Além de levar ao endividamento, perder o controle sobre o dinheiro e os gastos excessivos também pode afetar a saúde. A cura, no entanto, nem sempre está nas mãos da medicina.
Fui ao médico fazer o meu check-up anual. Ao entrar em seu consultório, ele perguntou sobre minha família e eu disse que estávamos todos bem, graças a Deus. Aproveitei o momento e indaguei sobre a sua. Ao contrário de mim, a situação não estava nada bem. Ele me contou que havia se separado. “Poxa, que notícia ruim!”, pensei comigo. O doutor Sued notou meu constrangimento e pediu para que eu não me preocupasse, já que não me dirigi ao consultório para saber de sua família, e sim sobre minha saúde.
Respondi diversas perguntas, fizemos alguns exames e o restante foi marcado para outro dia. A orientação era de que na próxima consulta eu deveria voltar com os resultados em mãos. Mudamos de assunto, e quando ele perguntou sobre meu trabalho, informei que estava ministrando muitos cursos e palestras, e que as empresas procuravam esses serviços com frequência, pois seus empregados se endividam cada vez mais. Expliquei que os funcionários são o maior ativo da empresa, pois detêm o conhecimento, ideias, relacionamentos e processos, e que grandes companhias se preocupam com isso.
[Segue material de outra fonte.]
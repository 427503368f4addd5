use bevy_math::{Vec2, Vec3};
use serde::{Deserialize, Serialize};

use crate::body_specs::{require_positive, ConfigError};
use crate::math::{Aabb3, PlanarBox, VerticalBounds};

/// Physical layout of one training stage, independent of any renderer.
#[derive(Debug, Clone, PartialEq, Serialize, Deserialize)]
pub struct StageSpec {
    pub name: String,
    /// Spawn point of the trainee's head (eye) position.
    pub spawn_head: Vec3,
    pub player_height: f32,
    pub player_radius: f32,
    /// Lowest/highest allowed head height.
    pub head_bounds: VerticalBounds,
    /// Water volume footprint. Clamps the rig and damps currents near walls.
    pub pool: PlanarBox,
    /// Solid obstacles the rig may not enter.
    #[serde(default)]
    pub colliders: Vec<Aabb3>,
}

impl StageSpec {
    pub fn half_height(&self) -> f32 {
        self.player_height * 0.5
    }

    pub fn spawn_planar(&self) -> Vec2 {
        Vec2::new(self.spawn_head.x, self.spawn_head.z)
    }

    pub fn validate(&self) -> Result<(), ConfigError> {
        require_positive("stage.player_height", self.player_height)?;
        require_positive("stage.player_radius", self.player_radius)?;
        let VerticalBounds { min_y, max_y } = self.head_bounds;
        if min_y > max_y {
            return Err(ConfigError::InvertedBounds { what: "stage.head_bounds", min: min_y, max: max_y });
        }
        let r = self.player_radius;
        if self.pool.min.x + r > self.pool.max.x - r {
            return Err(ConfigError::InvertedBounds { what: "stage.pool.x", min: self.pool.min.x, max: self.pool.max.x });
        }
        if self.pool.min.y + r > self.pool.max.y - r {
            return Err(ConfigError::InvertedBounds { what: "stage.pool.z", min: self.pool.min.y, max: self.pool.max.y });
        }
        for c in &self.colliders {
            if c.min.cmpgt(c.max).any() {
                return Err(ConfigError::InvertedBounds { what: "stage.colliders", min: c.min.min_element(), max: c.max.max_element() });
            }
        }
        Ok(())
    }
}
O médico, por sua vez, contou que ouvia muito sobre esse assunto no consultório. Os casos variam desde
pessoas com ansiedade, angústia à depressão. Ele até receita alguns medicamentos, mas lhe disse que o que esses pacientes realmente precisam é de educação financeira. Comentei que o estresse causado pelo desequilíbrio econômico é tão grande que o empregado pede demissão, falta ao trabalho e gera problemas de relacionamento em seus círculos profissionais e pessoais.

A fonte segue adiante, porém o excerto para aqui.